[Stored data]
use crate::error::AppError;
use crate::model::Task;
use crate::storage::json_store;
use std::path::Path;
use time::OffsetDateTime;
use time::format_description::well_known::Rfc3339;

/// Read-only snapshot of the store for rendering. When the underlying file
/// could not be read the snapshot is empty and `load_error` carries the
/// diagnostic (the session keeps running either way).
#[derive(Debug, Clone)]
pub struct StoreView {
    pub tasks: Vec<Task>,
    pub load_error: Option<AppError>,
}

/// Next free id: one past the highest id currently in the store. Ids are
/// never derived from the clock, so two back-to-back adds cannot collide.
pub(crate) fn next_id(tasks: &[Task]) -> u64 {
    tasks.iter().map(|task| task.id).max().map_or(1, |id| id + 1)
}

pub(crate) fn now_rfc3339() -> Result<String, AppError> {
    OffsetDateTime::now_utc()
        .format(&Rfc3339)
        .map_err(|err| AppError::invalid_data(err.to_string()))
}

pub fn add_task(text: &str) -> Result<Option<Task>, AppError> {
    let path = json_store::store_path()?;
    add_task_with_path(&path, text)
}

pub fn toggle_task(id: u64) -> Result<Option<Task>, AppError> {
    let path = json_store::store_path()?;
    toggle_task_with_path(&path, id)
}

pub fn delete_task(id: u64) -> Result<Option<Task>, AppError> {
    let path = json_store::store_path()?;
    delete_task_with_path(&path, id)
}

pub fn mark_all_completed() -> Result<usize, AppError> {
    let path = json_store::store_path()?;
    mark_all_completed_with_path(&path)
}

pub fn remove_completed() -> Result<usize, AppError> {
    let path = json_store::store_path()?;
    remove_completed_with_path(&path)
}

pub fn clear_all(confirmed: bool) -> Result<usize, AppError> {
    let path = json_store::store_path()?;
    clear_all_with_path(&path, confirmed)
}

pub fn list_tasks() -> Result<Vec<Task>, AppError> {
    let path = json_store::store_path()?;
    json_store::load_tasks(&path)
}

/// Snapshot for read-only views: a broken store degrades to an empty list
/// instead of failing the whole command.
pub fn list_tasks_lenient() -> Result<StoreView, AppError> {
    let path = json_store::store_path()?;
    let load = json_store::load_tasks_with_fallback(&path);
    Ok(StoreView {
        tasks: load.tasks,
        load_error: load.error,
    })
}

/// Whitespace-only text is a silent no-op: nothing is stored, nothing is
/// saved, and no error is raised.
fn add_task_with_path(path: &Path, text: &str) -> Result<Option<Task>, AppError> {
    let trimmed = text.trim();
    if trimmed.is_empty() {
        return Ok(None);
    }

    let mut tasks = json_store::load_tasks(path)?;
    let task = Task {
        id: next_id(&tasks),
        text: trimmed.to_string(),
        completed: false,
        created_at: now_rfc3339()?,
    };

    tasks.push(task.clone());
    json_store::save_tasks(path, &tasks)?;

    Ok(Some(task))
}

/// Flips `completed` on the matching task. An absent id is a no-op, not an
/// error, and does not rewrite the store.
fn toggle_task_with_path(path: &Path, id: u64) -> Result<Option<Task>, AppError> {
    let mut tasks = json_store::load_tasks(path)?;

    let Some(task) = tasks.iter_mut().find(|task| task.id == id) else {
        return Ok(None);
    };
    task.completed = !task.completed;
    let updated = task.clone();

    json_store::save_tasks(path, &tasks)?;

    Ok(Some(updated))
}

fn delete_task_with_path(path: &Path, id: u64) -> Result<Option<Task>, AppError> {
    let mut tasks = json_store::load_tasks(path)?;

    let Some(index) = tasks.iter().position(|task| task.id == id) else {
        return Ok(None);
    };
    let removed = tasks.remove(index);

    json_store::save_tasks(path, &tasks)?;

    Ok(Some(removed))
}

fn mark_all_completed_with_path(path: &Path) -> Result<usize, AppError> {
    let mut tasks = json_store::load_tasks(path)?;

    for task in &mut tasks {
        task.completed = true;
    }
    let marked = tasks.len();

    json_store::save_tasks(path, &tasks)?;

    Ok(marked)
}

fn remove_completed_with_path(path: &Path) -> Result<usize, AppError> {
    let mut tasks = json_store::load_tasks(path)?;

    let before = tasks.len();
    tasks.retain(|task| !task.completed);
    let removed = before - tasks.len();

    json_store::save_tasks(path, &tasks)?;

    Ok(removed)
}

/// Confirmation is an explicit parameter rather than a blocking prompt in
/// the library; callers gather the yes/no decision however suits them.
/// Without confirmation the store is left untouched.
fn clear_all_with_path(path: &Path, confirmed: bool) -> Result<usize, AppError> {
    if !confirmed {
        return Ok(0);
    }

    let tasks = json_store::load_tasks(path)?;
    let removed = tasks.len();

    json_store::save_tasks(path, &[])?;

    Ok(removed)
}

Brief: In the lines above, find the word "updated" and copy each line that contains it.

Output for this exercise:
    let updated = task.clone();
    Ok(Some(updated))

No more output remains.